Yaaaaaay! I'm now a VIP member 

Do i get a prize or something? :lol:


----------



## marion..d (Nov 12, 2008)

well done.......................


----------



## DKDREAM (Sep 15, 2008)

well done!! it takes ages lol


----------



## Guest (Apr 27, 2009)

VIP VIP VOOOOORAAAAAY!! WELL DONE


----------



## hobo99 (Aug 18, 2008)

Well Done :thumbup: suz :001_smile:


----------



## Badger's Mum (Mar 23, 2009)

rainy said:


> VIP VIP VOOOOORAAAAAY!! WELL DONE


I've just looked at mine i'm a senierhow did that happen?. well done for being a vip?

l


----------



## LadyRedLainey (Apr 7, 2009)

very well done


----------



## Guest (Apr 27, 2009)

Well done   xxx

No prize though lol we shoud get a bottle of vodka or choclates pmsl x


----------



## DKDREAM (Sep 15, 2008)

a winning lotto ticket would be better pmsl


----------



## Guest (Apr 27, 2009)

DKDREAM said:


> a winning lotto ticket would be better pmsl


Agreed why you offering me one lol


----------



## DKDREAM (Sep 15, 2008)

DevilDogz said:


> Agreed why you offering me one lol


PMSL aye i have loads................... oh, ive just woken up i was dreaming lol


----------



## Midnight (Jan 17, 2009)

Marcia said:


> Yaaaaaay! I'm now a VIP member
> 
> Do i get a prize or something? :lol:


Bloomin heck Marcia i joined before you and i have just reached senior !!!!! looks like you have been busy on here !!!!  :thumbup:


----------



## scosha37 (Feb 24, 2008)

Marcia said:


> Yaaaaaay! I'm now a VIP member
> 
> Do i get a prize or something? :lol:


Congrats Marcia.....


----------



## foxxy cleopatra (Nov 18, 2008)

you deserve it  woooohooo

and i said about having t-shirts made...no one took me seriously though!


----------



## Chinquary (Mar 5, 2009)

Congrats. =]


I thought I must have at least 200 by now... *sigh* so sloooow! =]

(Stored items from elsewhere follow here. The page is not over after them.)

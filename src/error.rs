//! Error types for the onboarding proxy.

use axum::Json;
use axum::http::StatusCode;
use axum::response::{IntoResponse, Response};
use serde_json::{Value, json};

/// Top-level error type for a proxied onboarding request.
#[derive(Debug, thiserror::Error)]
pub enum ProxyError {
    #[error("Configuration error: {0}")]
    Config(#[from] ConfigError),

    #[error("Validation error: {0}")]
    Validation(#[from] ValidationError),

    #[error("Upstream error: {0}")]
    Upstream(#[from] UpstreamError),

    #[error("Internal server error: {0}")]
    Internal(String),
}

/// Configuration-related errors.
#[derive(Debug, thiserror::Error)]
pub enum ConfigError {
    #[error(
        "MAYADESTEK_API_KEY is missing. Put your backend secret into .env.local (local) or the \
         deployment environment (production), then restart the server."
    )]
    MissingApiKey,

    #[error("Invalid configuration value for {key}: {message}")]
    InvalidValue { key: String, message: String },
}

/// Problems with the inbound form submission.
#[derive(Debug, thiserror::Error)]
pub enum ValidationError {
    #[error("Body is null (request.json failed)")]
    InvalidJson { reason: String },

    #[error("Missing required fields: student_name, student_phone")]
    MissingFields { received: Value, normalized: Value },
}

/// Upstream backend failures that are reported back to the caller.
#[derive(Debug, thiserror::Error)]
pub enum UpstreamError {
    #[error("Backend rejected request ({status})")]
    Rejected { url: String, status: u16, body: Value },
}

impl ValidationError {
    /// Parser detail behind a [`ValidationError::InvalidJson`], for logs only.
    pub fn reason(&self) -> Option<&str> {
        match self {
            ValidationError::InvalidJson { reason } => Some(reason),
            ValidationError::MissingFields { .. } => None,
        }
    }
}

impl ProxyError {
    /// HTTP status the caller receives for this error.
    pub fn status_code(&self) -> StatusCode {
        match self {
            ProxyError::Config(_) | ProxyError::Internal(_) => StatusCode::INTERNAL_SERVER_ERROR,
            ProxyError::Validation(_) => StatusCode::BAD_REQUEST,
            ProxyError::Upstream(UpstreamError::Rejected { status, .. }) => {
                StatusCode::from_u16(*status).unwrap_or(StatusCode::BAD_GATEWAY)
            }
        }
    }

    /// JSON body for this error, tagged with the build identifier.
    pub fn to_body(&self, build: &str) -> Value {
        match self {
            ProxyError::Config(e) => json!({ "build": build, "error": e.to_string() }),
            ProxyError::Validation(e @ ValidationError::InvalidJson { .. }) => json!({
                "build": build,
                "error": e.to_string(),
                "hint": "Check Content-Type and JSON payload",
            }),
            ProxyError::Validation(
                e @ ValidationError::MissingFields {
                    received,
                    normalized,
                },
            ) => json!({
                "build": build,
                "error": e.to_string(),
                "received": received,
                "normalized": normalized,
            }),
            ProxyError::Upstream(e @ UpstreamError::Rejected { url, status, body }) => json!({
                "build": build,
                "error": e.to_string(),
                "backend": { "url": url, "status": status, "body": body },
            }),
            ProxyError::Internal(_) => json!({ "build": build, "error": self.to_string() }),
        }
    }
}

impl From<reqwest::Error> for ProxyError {
    fn from(e: reqwest::Error) -> Self {
        ProxyError::Internal(e.to_string())
    }
}

/// A [`ProxyError`] paired with the build identifier it is reported under.
#[derive(Debug)]
pub struct ErrorResponse {
    pub build: String,
    pub error: ProxyError,
}

impl ErrorResponse {
    pub fn new(build: impl Into<String>, error: impl Into<ProxyError>) -> Self {
        Self {
            build: build.into(),
            error: error.into(),
        }
    }
}

impl IntoResponse for ErrorResponse {
    fn into_response(self) -> Response {
        (
            self.error.status_code(),
            Json(self.error.to_body(&self.build)),
        )
            .into_response()
    }
}

/// Result type alias for the proxy.
pub type Result<T> = std::result::Result<T, ProxyError>;
//! Onboarding form payload and its normalization.
//!
//! The landing page (and older clients) submit the same logical fields under
//! several names. Each field is resolved by trying its aliases in priority
//! order and taking the first truthy value, then defaults are applied.

use serde::Serialize;
use serde_json::Value;

use crate::error::ValidationError;

pub const DEFAULT_PARENT_NAME: &str = "Veli";
pub const DEFAULT_GRADE_CODE: &str = "G8";
pub const DEFAULT_GOAL: &str = "LGS";

const STUDENT_NAME_KEYS: &[&str] = &["student_name", "studentName", "student", "name"];
const PARENT_NAME_KEYS: &[&str] = &["parent_name", "parentName", "parent"];
const STUDENT_PHONE_KEYS: &[&str] = &["student_phone", "studentPhone", "phone", "mobile"];
const PARENT_PHONE_KEYS: &[&str] = &["parent_phone", "parentPhone", "guardian_phone"];
const GRADE_CODE_KEYS: &[&str] = &["grade_code", "gradeCode"];
const GOAL_KEYS: &[&str] = &["goal"];
const REFERRAL_CODE_KEYS: &[&str] = &["referral_code", "ref", "referral"];

/// Payload forwarded to the upstream onboarding endpoint.
///
/// Fields carry the submitted JSON value unchanged, so a numeric phone stays
/// a number on the wire. Optional fields are left out entirely when absent.
#[derive(Debug, Clone, PartialEq, Eq, Serialize)]
pub struct NormalizedPayload {
    pub parent_name: Value,
    pub student_name: Value,
    pub grade_code: Value,
    pub student_phone: Value,
    pub goal: Value,
    #[serde(skip_serializing_if = "Option::is_none")]
    pub parent_phone: Option<Value>,
    #[serde(skip_serializing_if = "Option::is_none")]
    pub referral_code: Option<Value>,
}

/// Normalization result before the required fields are checked.
///
/// Echoed back to the caller when validation fails.
#[derive(Debug, Clone, PartialEq, Eq, Serialize)]
pub struct DraftPayload {
    pub parent_name: Value,
    #[serde(skip_serializing_if = "Option::is_none")]
    pub student_name: Option<Value>,
    pub grade_code: Value,
    #[serde(skip_serializing_if = "Option::is_none")]
    pub student_phone: Option<Value>,
    #[serde(skip_serializing_if = "Option::is_none")]
    pub parent_phone: Option<Value>,
    pub goal: Value,
    #[serde(skip_serializing_if = "Option::is_none")]
    pub referral_code: Option<Value>,
}

impl DraftPayload {
    /// Resolve every field from a raw request body.
    pub fn from_body(body: &Value) -> Self {
        Self {
            parent_name: first_truthy(body, PARENT_NAME_KEYS)
                .unwrap_or_else(|| Value::from(DEFAULT_PARENT_NAME)),
            student_name: first_truthy(body, STUDENT_NAME_KEYS),
            grade_code: first_truthy(body, GRADE_CODE_KEYS)
                .unwrap_or_else(|| Value::from(DEFAULT_GRADE_CODE)),
            student_phone: first_truthy(body, STUDENT_PHONE_KEYS),
            parent_phone: first_truthy(body, PARENT_PHONE_KEYS),
            goal: first_truthy(body, GOAL_KEYS).unwrap_or_else(|| Value::from(DEFAULT_GOAL)),
            referral_code: first_truthy(body, REFERRAL_CODE_KEYS),
        }
    }

    /// Promote to a forwardable payload, or hand the draft back if a
    /// required field is missing.
    pub fn finish(self) -> Result<NormalizedPayload, Self> {
        match (self.student_name.clone(), self.student_phone.clone()) {
            (Some(student_name), Some(student_phone)) => Ok(NormalizedPayload {
                parent_name: self.parent_name,
                student_name,
                grade_code: self.grade_code,
                student_phone,
                goal: self.goal,
                parent_phone: self.parent_phone,
                referral_code: self.referral_code,
            }),
            _ => Err(self),
        }
    }
}

/// Normalize a raw request body into the upstream payload.
pub fn normalize(body: &Value) -> Result<NormalizedPayload, ValidationError> {
    DraftPayload::from_body(body)
        .finish()
        .map_err(|draft| ValidationError::MissingFields {
            received: body.clone(),
            normalized: serde_json::to_value(&draft).unwrap_or(Value::Null),
        })
}

/// First alias holding a truthy value, in priority order.
fn first_truthy(body: &Value, keys: &[&str]) -> Option<Value> {
    keys.iter()
        .filter_map(|key| body.get(*key))
        .find(|value| is_truthy(value))
        .map(integral_as_integer)
}

/// JavaScript truthiness: only `null`, `false`, `0` and `""` are falsy.
pub(crate) fn is_truthy(value: &Value) -> bool {
    match value {
        Value::Null => false,
        Value::Bool(b) => *b,
        Value::Number(n) => n.as_f64().is_some_and(|f| f != 0.0 && !f.is_nan()),
        Value::String(s) => !s.is_empty(),
        Value::Array(_) | Value::Object(_) => true,
    }
}

/// Whole-valued floats (`5.55e3`) are re-encoded as integers so they go out
/// as `5550`, not `5550.0`.
fn integral_as_integer(value: &Value) -> Value {
    const MAX_SAFE_INTEGER: f64 = 9_007_199_254_740_991.0;

    match value {
        Value::Number(n) if !n.is_i64() && !n.is_u64() => match n.as_f64() {
            Some(f) if f.fract() == 0.0 && f.abs() <= MAX_SAFE_INTEGER => Value::from(f as i64),
            _ => value.clone(),
        },
        _ => value.clone(),
    }
}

I better follow your example!!


----------



## Animals548 (Feb 22, 2009)

I hope someday I becaome a VIP member


----------



## Chinquary (Mar 5, 2009)

Screw the exams, and the degree, it is now my life goal to become a vip member on this forum...


Kidding.

That'd be a lot of money down the drain.... =[


----------



## Marcia (Mar 10, 2009)

Midnight said:


> Bloomin heck Marcia i joined before you and i have just reached senior !!!!! looks like you have been busy on here !!!!  :thumbup:


I've been spending more time on here than i should lol. More house work is needed to be done :lol:

Thanks for my blobs everyone


----------